Your goal — What is the number of lines in the records below holding the string "DbPool"? Reply with it and nothing else.

======

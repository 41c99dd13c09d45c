//! Memory-backed implementations of the I/O traits.

use std::ops::Range;
use std::sync::Arc;

use crate::{ReadAt, SealingWrite};

impl ReadAt for Vec<u8> {
    fn size(&self) -> std::io::Result<u64> {
        Ok(self.len() as u64)
    }

    fn read_at(&self, range: Range<u64>) -> std::io::Result<Vec<u8>> {
        Ok(slice_clamped(self, range))
    }
}

/// A cheaply cloneable, immutable in-memory chunk image.
#[derive(Debug, Clone)]
pub struct SharedBuffer(Arc<Vec<u8>>);

impl SharedBuffer {
    pub fn new(data: Vec<u8>) -> SharedBuffer {
        SharedBuffer(Arc::new(data))
    }

    pub fn as_slice(&self) -> &[u8] {
        &self.0
    }
}

impl From<Vec<u8>> for SharedBuffer {
    fn from(data: Vec<u8>) -> SharedBuffer {
        SharedBuffer::new(data)
    }
}

impl ReadAt for SharedBuffer {
    fn size(&self) -> std::io::Result<u64> {
        Ok(self.0.len() as u64)
    }

    fn read_at(&self, range: Range<u64>) -> std::io::Result<Vec<u8>> {
        Ok(slice_clamped(&self.0, range))
    }
}

impl SealingWrite for Vec<u8> {
    fn write_all(&mut self, buf: &[u8]) -> std::io::Result<()> {
        self.extend_from_slice(buf);
        Ok(())
    }

    fn seal(&mut self) -> std::io::Result<()> {
        Ok(())
    }
}

fn slice_clamped(data: &[u8], range: Range<u64>) -> Vec<u8> {
    assert!(range.end >= range.start);
    let pos = range.start as usize;
    if pos >= data.len() {
        return Vec::new();
    }
    let end = std::cmp::min(range.end as usize, data.len());
    data[pos..end].to_vec()
}

#[cfg(test)]
mod tests {
    use super::*;

    #[test]
    fn test_vec_read_at() {
        let data: Vec<u8> = (0u8..100).collect();
        assert_eq!(data.size().unwrap(), 100);
        assert_eq!(data.read_at(10..20).unwrap(), (10u8..20).collect::<Vec<_>>());
        // Range past the end is clamped, not an error.
        assert_eq!(data.read_at(90..200).unwrap().len(), 10);
        assert!(data.read_at(200..210).unwrap().is_empty());
    }

    #[test]
    fn test_shared_buffer_read_at() {
        let buf = SharedBuffer::new((0u8..50).collect());
        let clone = buf.clone();
        assert_eq!(buf.read_at(0..5).unwrap(), clone.read_at(0..5).unwrap());
    }

    #[test]
    fn test_vec_sealing_write() {
        let mut sink: Vec<u8> = Vec::new();
        sink.write_all(b"abc").unwrap();
        sink.write_all(b"def").unwrap();
        sink.seal().unwrap();
        assert_eq!(&sink, b"abcdef");
    }
}
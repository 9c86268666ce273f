pub mod migrations;
pub mod models;

use rusqlite::Connection;
use std::path::Path;
use std::sync::{Arc, Mutex};

/// Type alias for the shared database connection.
/// rusqlite is synchronous, so handlers reach it through
/// tokio::task::spawn_blocking.
pub type DbPool = Arc<Mutex<Connection>>;

/// Initialize the SQLite database: create data directory if needed,
/// open (or create) the database file, enable WAL mode, and run migrations.
pub fn init_db(data_dir: &str) -> Result<DbPool, Box<dyn std::error::Error>> {
    std::fs::create_dir_all(data_dir)?;

    let db_path = Path::new(data_dir).join("storefront.db");
    let mut conn = Connection::open(&db_path)?;

    conn.pragma_update(None, "journal_mode", "WAL")?;
    conn.pragma_update(None, "foreign_keys", "ON")?;

    migrations::migrations().to_latest(&mut conn)?;

    tracing::info!("Database initialized at {}", db_path.display());

    Ok(Arc::new(Mutex::new(conn)))
}

/// Cheap connectivity probe used by the health endpoint.
pub fn ping(db: &DbPool) -> Result<(), String> {
    let conn = db.lock().map_err(|e| format!("DB lock error: {}", e))?;
    conn.query_row("SELECT 1", [], |row| row.get::<_, i64>(0))
        .map(|_| ())
        .map_err(|e| e.to_string())
}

======

The completed task — 3